### Material for this task
//! The publish capability sensors depend on.
//!
//! Anything that can put a message on a topic implements [`MqttPublisher`].
//! The sensors never observe whether a publish succeeded; transports that can
//! fail log the failure and drop the message.

use log::warn;
use rumqttc::{AsyncClient, Client, QoS};
use std::sync::Arc;

/// Publish a message to a named topic.
pub trait MqttPublisher: Send + Sync {
    fn publish(&self, topic: &str, qos: QoS, retain: bool, payload: &[u8]);
}

/// Adapter turning an ordinary function or closure into a publisher.
///
/// # Example
/// ```ignore
/// let publisher = PublisherFn(|topic: &str, _qos, _retain, payload: &[u8]| {
///     println!("{topic}: {}", String::from_utf8_lossy(payload));
/// });
/// ```
#[derive(Clone)]
pub struct PublisherFn<F>(pub F);

impl<F> MqttPublisher for PublisherFn<F>
where
    F: Fn(&str, QoS, bool, &[u8]) + Send + Sync,
{
    fn publish(&self, topic: &str, qos: QoS, retain: bool, payload: &[u8]) {
        (self.0)(topic, qos, retain, payload)
    }
}

impl<P: MqttPublisher + ?Sized> MqttPublisher for Arc<P> {
    fn publish(&self, topic: &str, qos: QoS, retain: bool, payload: &[u8]) {
        (**self).publish(topic, qos, retain, payload)
    }
}

/// Queues the publish without waiting; the event loop sends it.
impl MqttPublisher for AsyncClient {
    fn publish(&self, topic: &str, qos: QoS, retain: bool, payload: &[u8]) {
        if let Err(e) = self.try_publish(topic, qos, retain, payload.to_vec()) {
            warn!("Dropping MQTT publish to {}: {}", topic, e);
        }
    }
}

impl MqttPublisher for Client {
    fn publish(&self, topic: &str, qos: QoS, retain: bool, payload: &[u8]) {
        if let Err(e) = self.try_publish(topic, qos, retain, payload.to_vec()) {
            warn!("Dropping MQTT publish to {}: {}", topic, e);
        }
    }
}

#[cfg(test)]
mod tests {
    use super::*;
    use parking_lot::Mutex;
    use rumqttc::MqttOptions;

    #[test]
    fn test_publisher_fn_forwards_arguments() {
        let seen = Arc::new(Mutex::new(Vec::new()));
        let sink = seen.clone();
        let publisher = PublisherFn(move |topic: &str, qos: QoS, retain: bool, payload: &[u8]| {
            sink.lock()
                .push((topic.to_string(), qos, retain, payload.to_vec()));
        });

        publisher.publish("a/b", QoS::AtLeastOnce, true, b"21.5000");

        let seen = seen.lock();
        assert_eq!(seen.len(), 1);
        assert_eq!(
            seen[0],
            ("a/b".to_string(), QoS::AtLeastOnce, true, b"21.5000".to_vec())
        );
    }

    #[test]
    fn test_arc_publisher_delegates() {
        let count = Arc::new(Mutex::new(0));
        let counter = count.clone();
        let publisher: Arc<dyn MqttPublisher> = Arc::new(PublisherFn(
            move |_: &str, _: QoS, _: bool, _: &[u8]| *counter.lock() += 1,
        ));

        publisher.publish("x", QoS::AtMostOnce, false, b"");
        publisher.clone().publish("y", QoS::AtMostOnce, false, b"");
        assert_eq!(*count.lock(), 2);
    }

    #[test]
    fn test_async_client_queues_publish_and_drops_when_full() {
        // Capacity 1 and no running event loop.
        let options = MqttOptions::new("test-client", "localhost", 1883);
        let (client, _event_loop) = AsyncClient::new(options, 1);

        MqttPublisher::publish(&client, "a", QoS::AtMostOnce, false, b"1");
        // The first publish occupies the only slot.
        assert!(client.try_publish("a", QoS::AtMostOnce, false, "x").is_err());

        // A full queue drops the message instead of blocking.
        MqttPublisher::publish(&client, "a", QoS::AtMostOnce, false, b"2");
    }
}
//! Wall-clock source for discovery staleness checks.

use chrono::{DateTime, Utc};
use std::sync::Arc;

/// Source of the current time.
pub trait Clock: Send + Sync {
    fn now(&self) -> DateTime<Utc>;
}

/// Reads the system wall clock.
#[derive(Debug, Clone, Copy, Default)]
pub struct SystemClock;

impl Clock for SystemClock {
    fn now(&self) -> DateTime<Utc> {
        Utc::now()
    }
}

impl<C: Clock + ?Sized> Clock for Arc<C> {
    fn now(&self) -> DateTime<Utc> {
        (**self).now()
    }
}
//! Home Assistant autodiscovery over MQTT.
//!
//! Sensors in this module announce each value with a discovery config and
//! publish measurements to the value's state topic through an
//! [`MqttPublisher`].

mod client;
pub mod discovery;
mod publisher;
mod sensor;

pub use client::MqttClient;
pub use publisher::{MqttPublisher, PublisherFn};
pub use sensor::{MqttSensor, MqttSensorOptions, MqttSensorValue, MqttValueOptions};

### Assignment
Should a line in the material contain "that", copy it.

### Written answer
//! Anything that can put a message on a topic implements [`MqttPublisher`].
//! The sensors never observe whether a publish succeeded; transports that can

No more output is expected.